The authors argue that, post-crisis, the widening of covered interest differentials is due to increasing limitations on arbitrage. Those limitations are then due to tighter management of capital and funding risks.
Uncovered Interest Parity
Uncovered interest rate parity is the proposition that expected interest rates, expressed in common currency terms, are equalized when capital is free to flow across borders, and assets are perfectly substitutable; for a review see this post. UIP cannot be directly tested, since expectations are not observable, but the joint hypothesis of UIP and rational expectations – sometimes called the unbiasedness hypothesis – can. This proposition implies that the slope coefficient of a regression of ex post depreciations on interest differentials should be statistically indistinguishable from unity. Figure 1 shows what the data yields (from panel regressions through 2007).
Figure 1: Panel Fama coefficients 1980Q1-2007Q4, unbalanced, with fixed effects. Exchange rates include Canadian dollar, Deutsche mark, Euro, yen, Swiss fran, and British pound, against US dollar; excludes Euro for 5 and 10 year horizons. Source: Chinn and Zhang (2015).
Recent developments here include more formal modeling of one explanation for the failure of the unbiasedness hypothesis using a DSGE (namely the impact of a central bank reaction function), along with incorporation of the zero lower bound. In other work, observable measures of risk and liquidity have been incorporated (see here).

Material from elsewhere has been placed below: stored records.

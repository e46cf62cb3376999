//! GitHub API effect types.
//!
//! These types describe GitHub API operations as data, without executing them.
//! The interpreter in [`crate::github`] executes them against the real API.

use std::collections::BTreeMap;

use serde::{Deserialize, Serialize};

use crate::types::{
    ChangedFile, CommentId, PrNumber, RepoId, RunConclusion, RunStatus, Sha, WorkflowId,
    WorkflowRunState,
};

/// GitHub reaction types.
///
/// These correspond to the reactions available on GitHub comments and PRs.
#[derive(Debug, Clone, Copy, PartialEq, Eq, Hash, Serialize, Deserialize)]
#[serde(rename_all = "snake_case")]
pub enum Reaction {
    /// +1 / thumbs up
    ThumbsUp,
    /// -1 / thumbs down
    ThumbsDown,
    Laugh,
    /// Hooray / tada
    Hooray,
    Confused,
    Heart,
    Rocket,
    Eyes,
}

impl Reaction {
    /// Returns the GitHub API content string for this reaction.
    pub fn as_api_str(&self) -> &'static str {
        match self {
            Reaction::ThumbsUp => "+1",
            Reaction::ThumbsDown => "-1",
            Reaction::Laugh => "laugh",
            Reaction::Hooray => "hooray",
            Reaction::Confused => "confused",
            Reaction::Heart => "heart",
            Reaction::Rocket => "rocket",
            Reaction::Eyes => "eyes",
        }
    }
}

/// Inputs passed to a `workflow_dispatch` event, keyed by input name.
pub type DispatchInputs = BTreeMap<String, String>;

/// A GitHub API effect.
///
/// Each variant describes a GitHub API operation. Effects are repo-scoped:
/// the interpreter is constructed with a `RepoId`, so effects don't include it.
#[derive(Debug, Clone, PartialEq, Eq, Hash, Serialize, Deserialize)]
#[serde(tag = "type", rename_all = "snake_case")]
pub enum GitHubEffect {
    // ─── Pull requests ────────────────────────────────────────────────────────
    /// List all open PRs in the repository (every page).
    ListOpenPrs,

    /// List the files changed by a PR (every page).
    ListPrFiles { pr: PrNumber },

    // ─── Repository content ───────────────────────────────────────────────────
    /// Fetch a file's text at a git ref.
    GetFileContents { path: String, git_ref: String },

    // ─── Organization ─────────────────────────────────────────────────────────
    /// Look up a user's membership in a team of the repository owner's org.
    GetTeamMembership { team: String, user: String },

    // ─── Actions ──────────────────────────────────────────────────────────────
    /// List runs of a workflow for one head commit, most recent first.
    ListWorkflowRuns { workflow: WorkflowId, head_sha: Sha },

    /// Fetch a workflow's metadata by its file name.
    GetWorkflow { workflow: WorkflowId },

    /// Create a `workflow_dispatch` event for a workflow.
    DispatchWorkflow {
        workflow: WorkflowId,
        git_ref: String,
        inputs: DispatchInputs,
    },

    /// List the jobs of a workflow run.
    ListWorkflowJobs { run_id: u64 },

    /// Re-run a single job.
    RerunJob { job_id: u64 },

    /// Re-run every failed job of a workflow run.
    RerunFailedJobs { run_id: u64 },

    // ─── Checks ───────────────────────────────────────────────────────────────
    /// Create a check run on a commit.
    CreateCheckRun {
        name: String,
        head_sha: Sha,
        status: RunStatus,
        conclusion: RunConclusion,
    },

    /// Fetch the required status checks of a branch's protection rules.
    GetRequiredChecks { branch: String },

    // ─── Comments ─────────────────────────────────────────────────────────────
    /// Add a reaction to an issue comment.
    AddReaction {
        comment_id: CommentId,
        reaction: Reaction,
    },
}

impl GitHubEffect {
    /// Short snake_case name of the operation, for logs.
    pub fn name(&self) -> &'static str {
        match self {
            GitHubEffect::ListOpenPrs => "list_open_prs",
            GitHubEffect::ListPrFiles { .. } => "list_pr_files",
            GitHubEffect::GetFileContents { .. } => "get_file_contents",
            GitHubEffect::GetTeamMembership { .. } => "get_team_membership",
            GitHubEffect::ListWorkflowRuns { .. } => "list_workflow_runs",
            GitHubEffect::GetWorkflow { .. } => "get_workflow",
            GitHubEffect::DispatchWorkflow { .. } => "dispatch_workflow",
            GitHubEffect::ListWorkflowJobs { .. } => "list_workflow_jobs",
            GitHubEffect::RerunJob { .. } => "rerun_job",
            GitHubEffect::RerunFailedJobs { .. } => "rerun_failed_jobs",
            GitHubEffect::CreateCheckRun { .. } => "create_check_run",
            GitHubEffect::GetRequiredChecks { .. } => "get_required_checks",
            GitHubEffect::AddReaction { .. } => "add_reaction",
        }
    }
}

// ─── Response Types ───────────────────────────────────────────────────────────

/// PR data returned from the GitHub API.
#[derive(Debug, Clone, PartialEq, Eq, Serialize, Deserialize)]
pub struct PrData {
    pub number: PrNumber,
    pub head_sha: Sha,
    /// The head branch name.
    pub head_ref: String,
    /// Repository the head branch lives in. `None` when the fork was deleted.
    pub head_repo: Option<RepoId>,
    /// The base branch name.
    pub base_ref: String,
}

impl PrData {
    /// Whether the head branch lives outside the given base repository.
    pub fn is_from_fork(&self, base: &RepoId) -> bool {
        self.head_repo.as_ref() != Some(base)
    }
}

/// Workflow metadata.
#[derive(Debug, Clone, PartialEq, Eq, Serialize, Deserialize)]
pub struct WorkflowData {
    /// The display name from the workflow file's `name:` key.
    pub name: String,
}

/// A job belonging to a workflow run.
#[derive(Debug, Clone, PartialEq, Eq, Serialize, Deserialize)]
pub struct JobData {
    pub id: u64,
    pub name: String,
}

/// A required status check from branch protection.
#[derive(Debug, Clone, PartialEq, Eq, Serialize, Deserialize)]
pub struct RequiredCheck {
    /// The check's context name.
    pub context: String,
    /// The GitHub App the check must come from. `None` (or 0) accepts any source.
    pub app_id: Option<u64>,
}

impl RequiredCheck {
    /// Whether any app (or a plain commit status) may satisfy this check.
    pub fn is_app_agnostic(&self) -> bool {
        matches!(self.app_id, None | Some(0))
    }
}

/// Response from a GitHub effect.
///
/// Each variant corresponds to the response from a particular effect type.
#[derive(Debug, Clone, PartialEq, Eq, Serialize, Deserialize)]
#[serde(tag = "type", content = "data", rename_all = "snake_case")]
pub enum GitHubResponse {
    /// Response to `ListOpenPrs`.
    PrList(Vec<PrData>),

    /// Response to `ListPrFiles`.
    Files(Vec<ChangedFile>),

    /// Response to `GetFileContents`. `None` when the file doesn't exist at the ref.
    FileContents(Option<String>),

    /// Response to `GetTeamMembership`: the membership state (`active`,
    /// `pending`), or `None` when the user is not a member.
    TeamMembership(Option<String>),

    /// Response to `ListWorkflowRuns`.
    WorkflowRuns(Vec<WorkflowRunState>),

    /// Response to `GetWorkflow`.
    Workflow(WorkflowData),

    /// Response to `DispatchWorkflow`.
    WorkflowDispatched,

    /// Response to `ListWorkflowJobs`.
    WorkflowJobs(Vec<JobData>),

    /// Response to `RerunJob`.
    JobRerun,

    /// Response to `RerunFailedJobs`.
    FailedJobsRerun,

    /// Response to `CreateCheckRun`.
    CheckRunCreated { id: u64 },

    /// Response to `GetRequiredChecks`.
    RequiredChecks(Vec<RequiredCheck>),

    /// Response to `AddReaction`.
    ReactionAdded,
}

#[cfg(test)]
mod tests {
    use super::*;

    #[test]
    fn reaction_api_str_values() {
        assert_eq!(Reaction::ThumbsUp.as_api_str(), "+1");
        assert_eq!(Reaction::ThumbsDown.as_api_str(), "-1");
        assert_eq!(Reaction::Hooray.as_api_str(), "hooray");
        assert_eq!(Reaction::Rocket.as_api_str(), "rocket");
        assert_eq!(Reaction::Eyes.as_api_str(), "eyes");
    }

    #[test]
    fn effect_serializes_with_type_tag() {
        let effect = GitHubEffect::ListWorkflowRuns {
            workflow: WorkflowId::from("ci.yaml"),
            head_sha: Sha::from("abc123"),
        };
        let json = serde_json::to_value(&effect).unwrap();
        assert_eq!(json["type"], "list_workflow_runs");
        assert_eq!(json["type"], effect.name());
        assert_eq!(json["workflow"], "ci.yaml");
        assert_eq!(json["head_sha"], "abc123");
    }

    #[test]
    fn dispatch_inputs_compare_independent_of_insertion_order() {
        let mut a = DispatchInputs::new();
        a.insert("SHA".to_string(), "abc".to_string());
        a.insert("PR-number".to_string(), "7".to_string());
        let mut b = DispatchInputs::new();
        b.insert("PR-number".to_string(), "7".to_string());
        b.insert("SHA".to_string(), "abc".to_string());

        let workflow = WorkflowId::from("ci.yaml");
        assert_eq!(
            GitHubEffect::DispatchWorkflow {
                workflow: workflow.clone(),
                git_ref: "main".to_string(),
                inputs: a,
            },
            GitHubEffect::DispatchWorkflow {
                workflow,
                git_ref: "main".to_string(),
                inputs: b,
            }
        );
    }

    #[test]
    fn fork_detection_compares_head_repository() {
        let base = RepoId::new("cilium", "cilium");
        let mut pr = PrData {
            number: PrNumber(1),
            head_sha: Sha::from("abc"),
            head_ref: "feature".to_string(),
            head_repo: Some(base.clone()),
            base_ref: "main".to_string(),
        };
        assert!(!pr.is_from_fork(&base));

        pr.head_repo = Some(RepoId::new("someone", "cilium"));
        assert!(pr.is_from_fork(&base));

        pr.head_repo = Some(RepoId::new("cilium", "cilium-fork"));
        assert!(pr.is_from_fork(&base));

        pr.head_repo = None;
        assert!(pr.is_from_fork(&base));
    }

    #[test]
    fn app_agnostic_checks() {
        let check = |app_id| RequiredCheck {
            context: "ci/lint".to_string(),
            app_id,
        };
        assert!(check(None).is_app_agnostic());
        assert!(check(Some(0)).is_app_agnostic());
        assert!(!check(Some(15368)).is_app_agnostic());
    }
}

More recently, research has focused on incorporating economic policy uncertainty on excess returns (the gap between realized interest rate returns expressed in common currency); some of this work was presented at this recent conference. One example in this vein is a paper by Kimberly Berg and Nelson Mark; and Husted, Rogers and Sun (see more discussion here). I think this is going to be an area where we’ll see new and interesting insights into this puzzle.
Good luck with your textbook. Hope you always keep your target groups in mind.